At the same time, I would stand pretty strongly behind the premise that once data is loaded into an iReceptor Turnkey that the gene names need to be comparable.

I fully agree with that, as this is the idea of the whole standardization exercise ;-) My point is that standardization does not mean that you have to toss species-specific nomenclature out of the window -- as long as this also follows a standard.
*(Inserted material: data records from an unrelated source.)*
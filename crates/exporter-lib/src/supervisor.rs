//! Pipeline supervision
//!
//! The supervisor owns the source → parser → registry pipeline: it starts
//! the tracing engine, drains its line stream into the registry, and applies
//! the restart policy when the engine dies underneath it. Engine restart is
//! the only retried operation in the exporter.

use crate::health::{components, HealthRegistry};
use crate::observability::ExporterMetrics;
use crate::parser;
use crate::registry::MetricRegistry;
use crate::source::EventSource;
use anyhow::{bail, Context, Result};
use std::sync::Arc;
use std::time::Duration;
use tokio::sync::{broadcast, watch};
use tokio::time::Instant;
use tracing::{debug, info, warn};

#[derive(Debug, Clone)]
pub struct SupervisorConfig {
    /// Backoff before the first restart attempt.
    pub initial_backoff: Duration,
    /// Backoff ceiling; doubling stops here.
    pub max_backoff: Duration,
    /// Consecutive restart attempts before giving up; 0 retries forever.
    pub max_restart_attempts: u32,
    /// Grace period for engine teardown on stop.
    pub stop_grace: Duration,
}

impl Default for SupervisorConfig {
    fn default() -> Self {
        Self {
            initial_backoff: Duration::from_millis(500),
            max_backoff: Duration::from_secs(30),
            max_restart_attempts: 0,
            stop_grace: Duration::from_secs(3),
        }
    }
}

#[derive(Debug, Clone, Copy, PartialEq, Eq)]
pub enum SupervisorState {
    Starting,
    Running,
    Restarting,
    Stopped,
}

pub struct Supervisor {
    source: Arc<dyn EventSource>,
    registry: Arc<MetricRegistry>,
    health: HealthRegistry,
    metrics: ExporterMetrics,
    config: SupervisorConfig,
    state_tx: watch::Sender<SupervisorState>,
}

impl Supervisor {
    pub fn new(
        source: Arc<dyn EventSource>,
        registry: Arc<MetricRegistry>,
        health: HealthRegistry,
        metrics: ExporterMetrics,
        config: SupervisorConfig,
    ) -> Self {
        let (state_tx, _) = watch::channel(SupervisorState::Starting);
        Self {
            source,
            registry,
            health,
            metrics,
            config,
            state_tx,
        }
    }

    /// Observe state transitions; used by probes and tests.
    pub fn subscribe_state(&self) -> watch::Receiver<SupervisorState> {
        self.state_tx.subscribe()
    }

    fn set_state(&self, state: SupervisorState) {
        let _ = self.state_tx.send(state);
    }

    /// Drive the pipeline until shutdown. Returns `Ok` on a clean shutdown,
    /// `Err` on a configuration failure or an exhausted restart budget;
    /// either way the engine subprocess has been released.
    pub async fn run(self, mut shutdown: broadcast::Receiver<()>) -> Result<()> {
        let mut attempts: u32 = 0;
        let mut backoff = self.config.initial_backoff;

        loop {
            let mut stream = match self.source.start().await {
                Ok(stream) => stream,
                Err(e) => {
                    self.health
                        .set_unhealthy(components::SOURCE, e.to_string())
                        .await;
                    self.set_state(SupervisorState::Stopped);
                    return Err(e).context("failed to start tracing engine");
                }
            };
            self.health.set_healthy(components::SOURCE).await;
            self.set_state(SupervisorState::Running);
            let started_at = Instant::now();

            let shutting_down = loop {
                tokio::select! {
                    line = stream.next_line() => match line {
                        Some(line) => self.ingest(&line),
                        None => break false,
                    },
                    _ = shutdown.recv() => break true,
                }
            };

            stream.stop(self.config.stop_grace).await;

            if shutting_down {
                info!("event pipeline stopped");
                self.set_state(SupervisorState::Stopped);
                return Ok(());
            }

            // a stretch of healthy uptime forgives earlier crashes
            if started_at.elapsed() >= self.config.max_backoff {
                attempts = 0;
                backoff = self.config.initial_backoff;
            }

            attempts += 1;
            if self.config.max_restart_attempts > 0 && attempts > self.config.max_restart_attempts {
                self.health
                    .set_unhealthy(components::SOURCE, "restart attempts exhausted")
                    .await;
                self.set_state(SupervisorState::Stopped);
                bail!(
                    "tracing engine kept crashing, giving up after {} restart attempts",
                    self.config.max_restart_attempts
                );
            }

            self.metrics.inc_source_restarts();
            self.set_state(SupervisorState::Restarting);
            self.health
                .set_degraded(components::SOURCE, format!("restarting, attempt {attempts}"))
                .await;
            warn!(
                attempt = attempts,
                backoff_ms = backoff.as_millis() as u64,
                "tracing engine terminated unexpectedly, restarting"
            );

            tokio::select! {
                _ = tokio::time::sleep(backoff) => {}
                _ = shutdown.recv() => {
                    info!("event pipeline stopped during restart backoff");
                    self.set_state(SupervisorState::Stopped);
                    return Ok(());
                }
            }
            backoff = next_backoff(backoff, self.config.max_backoff);
        }
    }

    /// One raw line through the parser into the registry. A bad line is
    /// counted, logged, and dropped; it never stops the loop.
    fn ingest(&self, line: &str) {
        self.metrics.inc_lines();
        let start = Instant::now();
        match parser::parse(line) {
            Ok(event) => {
                self.metrics
                    .observe_parse_latency(start.elapsed().as_secs_f64());
                debug!(
                    host_pid = event.host_pid,
                    container_id = %event.container_id,
                    command = %event.command,
                    "observed oom kill"
                );
                self.registry.observe(event);
                self.metrics.inc_events();
            }
            Err(e) => {
                self.metrics.inc_parse_failures();
                warn!(error = %e, line = line, "dropping malformed engine record");
            }
        }
    }
}

fn next_backoff(current: Duration, max: Duration) -> Duration {
    (current * 2).min(max)
}
//! Snapshot rendering into the Prometheus text format
//!
//! Each scrape renders from a fresh, scrape-local `prometheus::Registry` so
//! the exposed label universe is exactly the snapshot's, then encodes with
//! `TextEncoder`. Rendering never touches the live registry.

use crate::registry::RegistrySnapshot;
use prometheus::{Encoder, IntCounterVec, IntGaugeVec, Opts, Registry, TextEncoder};

const LABEL_NAMES: &[&str] = &["container_id", "command"];

/// Last-kill gauges: metric name, help text, source field. A gauge is only
/// emitted for a label set whose last event carried the field as an integer.
const LAST_KILL_GAUGES: &[(&str, &str, &str)] = &[
    (
        "oom_kill_last_badness_points",
        "Badness score of the most recently killed process",
        "oc_chosen_points",
    ),
    (
        "oom_kill_last_totalpages",
        "Total pages considered by the kernel for the most recent kill",
        "oc_totalpages",
    ),
    (
        "oom_kill_last_memcg_usage_pages",
        "Memory cgroup usage in pages at the most recent kill",
        "memcg_memory_usage_pages",
    ),
    (
        "oom_kill_last_memcg_limit_pages",
        "Memory cgroup limit in pages at the most recent kill",
        "memcg_memory_limit_pages",
    ),
    (
        "oom_kill_last_rss_anon_pages",
        "Anonymous RSS pages of the most recently killed process",
        "mm_rss_anonpages",
    ),
    (
        "oom_kill_last_rss_file_pages",
        "File-backed RSS pages of the most recently killed process",
        "mm_rss_filepages",
    ),
    (
        "oom_kill_last_pgtables_bytes",
        "Page-table bytes of the most recently killed process",
        "mm_pgtables_bytes",
    ),
];

/// Render a registry snapshot as Prometheus text exposition format.
pub fn render(snapshot: &RegistrySnapshot) -> Result<String, prometheus::Error> {
    let registry = Registry::new();

    let kills = IntCounterVec::new(
        Opts::new("oom_kills_total", "OOM kills observed, by container and command"),
        LABEL_NAMES,
    )?;
    registry.register(Box::new(kills.clone()))?;

    let last_timestamp = IntGaugeVec::new(
        Opts::new(
            "oom_kill_last_timestamp_seconds",
            "Unix time of the most recent kill for this label set",
        ),
        LABEL_NAMES,
    )?;
    registry.register(Box::new(last_timestamp.clone()))?;

    let mut gauges = Vec::with_capacity(LAST_KILL_GAUGES.len());
    for (name, help, field) in LAST_KILL_GAUGES {
        let gauge = IntGaugeVec::new(Opts::new(*name, *help), LABEL_NAMES)?;
        registry.register(Box::new(gauge.clone()))?;
        gauges.push((gauge, *field));
    }

    for (labels, entry) in snapshot {
        let values = [labels.container_id.as_str(), labels.command.as_str()];
        kills.with_label_values(&values).inc_by(entry.kills);
        last_timestamp
            .with_label_values(&values)
            .set(entry.timestamp.timestamp());
        for (gauge, field) in &gauges {
            if let Some(value) = entry.stat_int(field) {
                gauge.with_label_values(&values).set(value);
            }
        }
    }

    let mut buffer = Vec::new();
    TextEncoder::new().encode(&registry.gather(), &mut buffer)?;
    String::from_utf8(buffer).map_err(|e| prometheus::Error::Msg(e.to_string()))
}
//! Exporter self-metrics
//!
//! Pipeline counters (lines read, events observed, parse failures, engine
//! restarts) and a parse latency histogram, registered once on the global
//! Prometheus registry. Event-labeled series live in
//! [`crate::registry::MetricRegistry`] instead; these are about the exporter
//! itself.

use prometheus::{register_histogram, register_int_counter, Histogram, IntCounter};
use std::sync::OnceLock;

/// Parse latency buckets in seconds. Records are tiny; the tail exists to
/// catch pathological lines.
const PARSE_LATENCY_BUCKETS: &[f64] = &[0.000001, 0.00001, 0.0001, 0.001, 0.01, 0.1];

static GLOBAL_METRICS: OnceLock<ExporterMetricsInner> = OnceLock::new();

struct ExporterMetricsInner {
    lines_total: IntCounter,
    events_total: IntCounter,
    parse_failures_total: IntCounter,
    source_restarts_total: IntCounter,
    parse_latency_seconds: Histogram,
}

impl ExporterMetricsInner {
    fn new() -> Self {
        Self {
            lines_total: register_int_counter!(
                "oomkill_exporter_lines_total",
                "Raw lines read from the tracing engine"
            )
            .expect("Failed to register lines_total"),

            events_total: register_int_counter!(
                "oomkill_exporter_events_total",
                "Lines successfully parsed into kill events"
            )
            .expect("Failed to register events_total"),

            parse_failures_total: register_int_counter!(
                "oomkill_exporter_parse_failures_total",
                "Lines dropped because they failed to parse"
            )
            .expect("Failed to register parse_failures_total"),

            source_restarts_total: register_int_counter!(
                "oomkill_exporter_source_restarts_total",
                "Unexpected tracing engine terminations followed by a restart"
            )
            .expect("Failed to register source_restarts_total"),

            parse_latency_seconds: register_histogram!(
                "oomkill_exporter_parse_latency_seconds",
                "Time spent parsing one engine record",
                PARSE_LATENCY_BUCKETS.to_vec()
            )
            .expect("Failed to register parse_latency_seconds"),
        }
    }
}

/// Lightweight handle to the global self-metrics; clones share state.
#[derive(Clone)]
pub struct ExporterMetrics {
    _private: (),
}

impl Default for ExporterMetrics {
    fn default() -> Self {
        Self::new()
    }
}

impl ExporterMetrics {
    pub fn new() -> Self {
        GLOBAL_METRICS.get_or_init(ExporterMetricsInner::new);
        Self { _private: () }
    }

    fn inner(&self) -> &ExporterMetricsInner {
        GLOBAL_METRICS.get().expect("Metrics not initialized")
    }

    pub fn inc_lines(&self) {
        self.inner().lines_total.inc();
    }

    pub fn inc_events(&self) {
        self.inner().events_total.inc();
    }

    pub fn inc_parse_failures(&self) {
        self.inner().parse_failures_total.inc();
    }

    pub fn inc_source_restarts(&self) {
        self.inner().source_restarts_total.inc();
    }

    pub fn observe_parse_latency(&self, duration_secs: f64) {
        self.inner().parse_latency_seconds.observe(duration_secs);
    }
}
Mouse needs to be matched with mouse and human with human, but I do not see why both species would need to use ALLCAPS gene symbols.
As a permissive sanity check for VDJ genes we use /^(Ig[hkl]|Tr[abdg])[vdj][1-9].*/ for mouse and the all-caps version for human.

Yeah, but why, why, why do they need to be different when they could have been the same 8-) I know its too late, but mixing and matching just makes it harder for everyone... Sour grapes in regards to biologists and standards, I know, but really... 8-)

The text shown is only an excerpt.